20th century man – Premier Eleftherios Venizelos
The turn of the century produced the towering figure of 20th-century Greek politics, eight-time elected premier Eleftherios Venizelos. In various ministries from 1910 to 1933, he doubled the territory of his country, reformed the system of government, enacted compulsory education and brought about progressive social and economic reforms.
War and dictatorship
With Venizelos’ death in 1936, a bright chapter in Greece’s history came to an end. In common with many European democracies, the dark hand of dictatorship inserted itself. After Nazi occupation during the Second World War, Greece fell into civil war. The defeat of the communists in that conflict handed power to a succession of authoritarian, conservative governments.
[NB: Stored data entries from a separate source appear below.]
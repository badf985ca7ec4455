/// Neighbor discovery between the Cells of a Mesh
pub mod adjacency;
/// An axis-aligned box: the geometric unit of the Mesh
pub mod cell;
/// A Cell of a frozen Mesh, along with its neighbors and B-spline tags
pub mod elem;
/// Bulk rewrite operators used to build graded meshes
pub mod refinement;

use adjacency::{compute_all_neighbors, tweaked_copy};
use cell::{face_dim, opposite_face, Cell, Coord, X_DIM, Y_DIM};
use elem::{Elem, LevelId};

#[cfg(feature = "json_export")]
use json::JsonValue;
use log::{debug, info};
use rayon::prelude::*;
use std::collections::BTreeMap;
#[cfg(feature = "json_export")]
use std::fs::File;
#[cfg(feature = "json_export")]
use std::io::BufWriter;

/// A Mesh in its refinement phase.
///
/// Holds an ordered collection of [Cell]s decomposing the root domain. Refinement operators
/// (see the [refinement] module) rewrite the whole collection. Once refinement is complete,
/// [Mesh::freeze] consumes the Mesh and produces a [FrozenMesh], which is the only place where
/// neighbor relations exist.
#[derive(Debug, Clone)]
pub struct Mesh {
    root: Cell,
    extent: Cell,
    cells: Vec<Cell>,
}

impl Mesh {
    /// A Mesh made of one Cell covering the whole root domain
    pub fn new(root: Cell) -> Self {
        Self {
            extent: root.clone(),
            cells: vec![root.clone()],
            root,
        }
    }

    /// A Mesh over `root` made of an explicit list of Cells
    pub fn from_cells(root: Cell, cells: Vec<Cell>) -> Self {
        for cell in cells.iter() {
            assert!(
                cell.contained_in(&root),
                "Cell [{}] lies outside of the root domain [{}]; cannot construct Mesh!",
                cell,
                root
            );
        }

        Self {
            extent: root.clone(),
            cells,
            root,
        }
    }

    /// The domain the Mesh was constructed over
    pub fn root(&self) -> &Cell {
        &self.root
    }

    /// The region currently covered by the Mesh (smaller than the root after trimming)
    pub fn extent(&self) -> &Cell {
        &self.extent
    }

    pub fn cells(&self) -> &[Cell] {
        &self.cells
    }

    pub fn len(&self) -> usize {
        self.cells.len()
    }

    pub fn is_empty(&self) -> bool {
        self.cells.is_empty()
    }

    pub fn count_non_empty(&self) -> usize {
        self.cells.iter().filter(|cell| cell.non_empty()).count()
    }

    /// Number of solid Cells fully contained in `region`
    pub fn count_cells_within(&self, region: &Cell) -> usize {
        count_within(self.cells.iter(), region)
    }

    /// Every pair of solid Cells with a positive-area overlap
    pub fn overlapping_pairs(&self) -> Vec<[usize; 2]> {
        overlapping_pairs(&self.cells)
    }

    pub(crate) fn push(&mut self, cell: Cell) {
        assert_eq!(
            cell.dim_count(),
            self.root.dim_count(),
            "Cannot add a {}D Cell to a {}D Mesh!",
            cell.dim_count(),
            self.root.dim_count()
        );
        self.cells.push(cell);
    }

    pub(crate) fn set_extent(&mut self, extent: Cell) {
        self.extent = extent;
    }

    // Replace the whole collection: every old Cell is handed to `f`, which pushes its replacement(s) onto the new collection
    pub(crate) fn rewrite<F>(&mut self, mut f: F)
    where
        F: FnMut(Cell, &mut Vec<Cell>),
    {
        let old_cells = std::mem::take(&mut self.cells);
        let mut new_cells = Vec::with_capacity(old_cells.len() * 2);
        for cell in old_cells {
            f(cell, &mut new_cells);
        }
        self.cells = new_cells;
    }

    /// Finish the refinement phase.
    ///
    /// * checks that no two solid Cells overlap
    /// * assigns a level and a within-level id to every solid Cell
    /// * resolves the neighbors of every Cell
    pub fn freeze(mut self) -> FrozenMesh {
        let overlaps = self.overlapping_pairs();
        assert!(
            overlaps.is_empty(),
            "Solid Cells must not overlap after refinement; found {} overlapping pairs (first: {:?})!",
            overlaps.len(),
            overlaps.first()
        );

        let level_ids = self.enumerate();
        let neighbors = compute_all_neighbors(&mut self.cells, &mut self.extent);

        let elems: Vec<Elem> = self
            .cells
            .drain(0..)
            .zip(level_ids)
            .zip(neighbors)
            .enumerate()
            .map(|(num, ((cell, level_id), neighbors))| Elem::new(num, cell, level_id, neighbors))
            .collect();

        let frozen = FrozenMesh {
            root: self.root,
            extent: self.extent,
            elems,
        };
        frozen.check_neighbor_continuity();

        info!(
            "Mesh frozen with {} Elems ({} solid) and {} neighbor relations",
            frozen.len(),
            frozen.count_non_empty(),
            frozen.total_neighbor_count()
        );

        frozen
    }

    // level is ilog2(root width / largest extent) - 1; ids count up from 1 within each level
    fn enumerate(&self) -> Vec<Option<LevelId>> {
        let mut ids_by_level: BTreeMap<usize, usize> = BTreeMap::new();
        let root_size = self.root.size(X_DIM);

        let level_ids: Vec<Option<LevelId>> = self
            .cells
            .iter()
            .map(|cell| {
                if cell.non_empty() {
                    let level = compute_level(root_size, cell);
                    let id = ids_by_level
                        .entry(level)
                        .and_modify(|count| *count += 1)
                        .or_insert(1);
                    Some(LevelId { level, id: *id })
                } else {
                    None
                }
            })
            .collect();

        debug!("Solid Cells per level: {:?}", ids_by_level);
        level_ids
    }
}

fn compute_level(root_size: Coord, cell: &Cell) -> usize {
    let largest = cell.size(X_DIM).max(cell.size(Y_DIM)).max(1);
    let ratio = (root_size / largest).max(1) as u64;
    (ratio.ilog2() as usize).saturating_sub(1)
}

fn count_within<'a>(cells: impl Iterator<Item = &'a Cell>, region: &Cell) -> usize {
    cells
        .filter(|cell| cell.non_empty() && cell.contained_in(region))
        .count()
}

fn overlapping_pairs(cells: &[Cell]) -> Vec<[usize; 2]> {
    cells
        .par_iter()
        .enumerate()
        .filter(|(_, cell)| cell.non_empty())
        .flat_map_iter(|(i, cell)| {
            cells
                .iter()
                .enumerate()
                .skip(i + 1)
                .filter(move |(_, other)| other.non_empty() && cell.overlaps(other))
                .map(move |(j, _)| [i, j])
        })
        .collect()
}

/// A Mesh whose structure can no longer change.
///
/// The [Elem]s of a `FrozenMesh` have stable ids (their positions), so neighbor relations are stored as ids.
/// Only B-spline tags can still be modified.
#[derive(Debug, Clone)]
pub struct FrozenMesh {
    root: Cell,
    extent: Cell,
    elems: Vec<Elem>,
}

impl FrozenMesh {
    pub fn root(&self) -> &Cell {
        &self.root
    }

    pub fn extent(&self) -> &Cell {
        &self.extent
    }

    pub fn elems(&self) -> &[Elem] {
        &self.elems
    }

    pub fn elem(&self, elem_id: usize) -> &Elem {
        assert!(
            elem_id < self.elems.len(),
            "Elem {} doesn't exist!",
            elem_id
        );
        &self.elems[elem_id]
    }

    pub fn len(&self) -> usize {
        self.elems.len()
    }

    pub fn is_empty(&self) -> bool {
        self.elems.is_empty()
    }

    /// Iterate over the solid `Elem`s
    pub fn solid_elems(&self) -> impl Iterator<Item = &Elem> + '_ {
        self.elems.iter().filter(|elem| elem.non_empty())
    }

    /// Iterate over the solid `Elem`s fully contained in `region`
    pub fn solid_elems_within<'a>(&'a self, region: &'a Cell) -> impl Iterator<Item = &'a Elem> + 'a {
        self.solid_elems()
            .filter(move |elem| elem.cell.contained_in(region))
    }

    pub fn count_non_empty(&self) -> usize {
        self.solid_elems().count()
    }

    /// Number of solid `Elem`s fully contained in `region`
    pub fn count_elems_within(&self, region: &Cell) -> usize {
        count_within(self.elems.iter().map(|elem| &elem.cell), region)
    }

    /// Refinement level of an arbitrary region, measured against the root
    pub fn level_of(&self, cell: &Cell) -> usize {
        compute_level(self.root.size(X_DIM), cell)
    }

    /// Id of the `Elem` neighboring `elem_id` across `face`
    pub fn neighbor(&self, elem_id: usize, face: usize) -> Option<usize> {
        self.elem(elem_id).neighbor(face)
    }

    pub fn total_neighbor_count(&self) -> usize {
        self.elems.iter().map(|elem| elem.neighbor_count()).sum()
    }

    /// The Cells of the Mesh in the perturbed coordinate system used for neighbor discovery
    ///
    /// The Mesh itself is left untouched
    pub fn tweaked_cells(&self) -> (Vec<Cell>, Cell) {
        tweaked_copy(
            self.elems.iter().map(|elem| elem.cell.clone()).collect(),
            self.extent.clone(),
        )
    }

    /// The box reached by pushing each face of an `Elem` out to the far side of its neighbor across that face
    ///
    /// Faces without a neighbor stay where they are
    pub fn support_cell(&self, elem_id: usize) -> Cell {
        let elem = self.elem(elem_id);
        let bounds: Vec<Coord> = (0..elem.cell.face_count())
            .map(|face| match elem.neighbor(face) {
                Some(neighbor_id) => self.elems[neighbor_id].cell.bound(face),
                None => elem.cell.bound(face),
            })
            .collect();

        Cell::from_bounds(&bounds)
    }

    pub(crate) fn tag_bspline(&mut self, elem_id: usize, bspline: usize) -> bool {
        self.elems[elem_id].add_bspline(bspline)
    }

    pub(crate) fn clear_bspline_tags(&mut self) {
        for elem in self.elems.iter_mut() {
            elem.clear_bsplines();
        }
    }

    /// Ids of the `Elem`s tagged with a given B-spline
    pub fn bspline_support(&self, bspline: usize) -> Vec<usize> {
        self.elems
            .iter()
            .filter(|elem| elem.bsplines().contains(&bspline))
            .map(|elem| elem.num)
            .collect()
    }

    // each recorded neighbor must touch its Elem along the shared face
    fn check_neighbor_continuity(&self) {
        for elem in self.elems.iter() {
            for (face, neighbor_id) in elem.neighbors().iter().enumerate() {
                if let Some(neighbor_id) = neighbor_id {
                    let other = &self.elems[*neighbor_id];
                    assert_eq!(
                        elem.cell.bound(face),
                        other.cell.bound(opposite_face(face)),
                        "{} and its neighbor {} do not touch along dim {}!",
                        elem,
                        other,
                        face_dim(face)
                    );
                }
            }
        }
    }

    #[cfg(feature = "json_export")]
    pub fn to_json(&self) -> JsonValue {
        JsonValue::from(
            self.elems
                .iter()
                .map(|elem| elem.to_json())
                .collect::<Vec<_>>(),
        )
    }

    /// Print the Mesh to a JSON file specified by path.
    #[cfg(feature = "json_export")]
    pub fn export_to_json(&self, path: impl AsRef<str>) -> std::io::Result<()> {
        let f = File::create(path.as_ref())?;
        let mut w = BufWriter::new(&f);

        let mesh_object = json::object! {
            "Root": self.root.bounds().to_vec(),
            "Extent": self.extent.bounds().to_vec(),
            "Elems": self.to_json(),
        };

        mesh_object.write_pretty(&mut w, 4)?;

        Ok(())
    }
}

#[cfg(test)]
mod tests {
    use super::cell::{DOWN, LEFT, RIGHT, UP};
    use super::*;

    fn two_by_two() -> Mesh {
        let mut mesh = Mesh::new(Cell::new_2d(0, 4, 0, 4));
        mesh.split_all_elements_into_4();
        mesh
    }

    #[test]
    fn levels_and_ids() {
        let mut mesh = two_by_two();
        mesh.split_all_into_4(&Cell::new_2d(0, 2, 0, 2));
        mesh.add_corner_vertices(&Cell::new_2d(0, 2, 0, 2));
        let frozen = mesh.freeze();

        let level_ids: Vec<Option<LevelId>> =
            frozen.elems().iter().map(|elem| elem.level_id).collect();

        assert_eq!(frozen.len(), 11);
        assert_eq!(level_ids[0], Some(LevelId { level: 1, id: 1 }));
        assert_eq!(level_ids[3], Some(LevelId { level: 1, id: 4 }));
        assert_eq!(level_ids[4], Some(LevelId { level: 0, id: 1 }));
        assert_eq!(level_ids[6], Some(LevelId { level: 0, id: 3 }));
        assert!(level_ids[7..].iter().all(|lid| lid.is_none()));
    }

    #[test]
    fn elem_ids_are_positions() {
        let frozen = two_by_two().freeze();
        for (i, elem) in frozen.elems().iter().enumerate() {
            assert_eq!(elem.num, i);
        }
    }

    #[test]
    fn neighbors_of_uniform_grid() {
        let frozen = two_by_two().freeze();
        // cells: [0,2]x[0,2], [0,2]x[2,4], [2,4]x[0,2], [2,4]x[2,4]
        assert_eq!(frozen.neighbor(0, RIGHT), Some(2));
        assert_eq!(frozen.neighbor(0, DOWN), Some(1));
        assert_eq!(frozen.neighbor(0, LEFT), None);
        assert_eq!(frozen.neighbor(0, UP), None);
        assert_eq!(frozen.neighbor(3, LEFT), Some(1));
        assert_eq!(frozen.neighbor(3, UP), Some(2));
        assert_eq!(frozen.total_neighbor_count(), 8);
    }

    #[test]
    fn freezing_restores_bounds() {
        let mut mesh = two_by_two();
        mesh.add_edge(X_DIM, &Cell::new_2d(0, 4, 0, 4), 2, 2, false);
        mesh.add_vertex(2, 2);
        let before: Vec<Cell> = mesh.cells().to_vec();

        let frozen = mesh.freeze();

        for (elem, cell) in frozen.elems().iter().zip(before.iter()) {
            assert_eq!(elem.cell.bounds(), cell.bounds());
            assert!(!elem.cell.has_backup());
        }
        assert_eq!(frozen.extent(), &Cell::new_2d(0, 4, 0, 4));
    }

    #[test]
    fn support_cell_extends_to_neighbors() {
        let mut mesh = Mesh::new(Cell::new_2d(0, 6, 0, 6));
        mesh.rewrite(|cell, new_cells| {
            for column in cell.split_thirds(X_DIM) {
                new_cells.extend(column.split_thirds(Y_DIM));
            }
        });
        let frozen = mesh.freeze();

        // the center of the 3x3 grid reaches the whole domain, a corner reaches its 2x2 block
        assert_eq!(frozen.support_cell(4), Cell::new_2d(0, 6, 0, 6));
        assert_eq!(frozen.support_cell(0), Cell::new_2d(0, 4, 0, 4));
    }

    #[test]
    #[should_panic]
    fn overlapping_cells_are_rejected() {
        let root = Cell::new_2d(0, 4, 0, 4);
        Mesh::from_cells(
            root,
            vec![Cell::new_2d(0, 3, 0, 4), Cell::new_2d(2, 4, 0, 4)],
        )
        .freeze();
    }

    #[test]
    fn overlapping_pairs_ignore_degenerate_cells() {
        let root = Cell::new_2d(0, 4, 0, 4);
        let mesh = Mesh::from_cells(
            root,
            vec![
                Cell::new_2d(0, 4, 0, 2),
                Cell::new_2d(0, 4, 2, 4),
                Cell::new_2d(0, 4, 1, 1),
                Cell::new_2d(0, 4, 1, 3),
            ],
        );

        assert_eq!(mesh.overlapping_pairs(), vec![[0, 3], [1, 3]]);
    }

    #[test]
    fn bspline_tags() {
        let mut frozen = two_by_two().freeze();
        assert!(frozen.tag_bspline(1, 0));
        assert!(frozen.tag_bspline(3, 0));
        assert!(!frozen.tag_bspline(3, 0));
        assert_eq!(frozen.bspline_support(0), vec![1, 3]);

        frozen.clear_bspline_tags();
        assert!(frozen.bspline_support(0).is_empty());
    }
}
Matters came to a head in 1967 when a junta of army colonels seized power. Their rule was one of total disaster.
Democracy comes home
With democracy being restored in 1974, Greece’s proudest political invention had returned to the motherland. In 1981 Greece joined the European Economic Community as its 10th member. While the country has endured many problems, often of its own making, a return now to a system of government, other than one elected by the people, is unthinkable.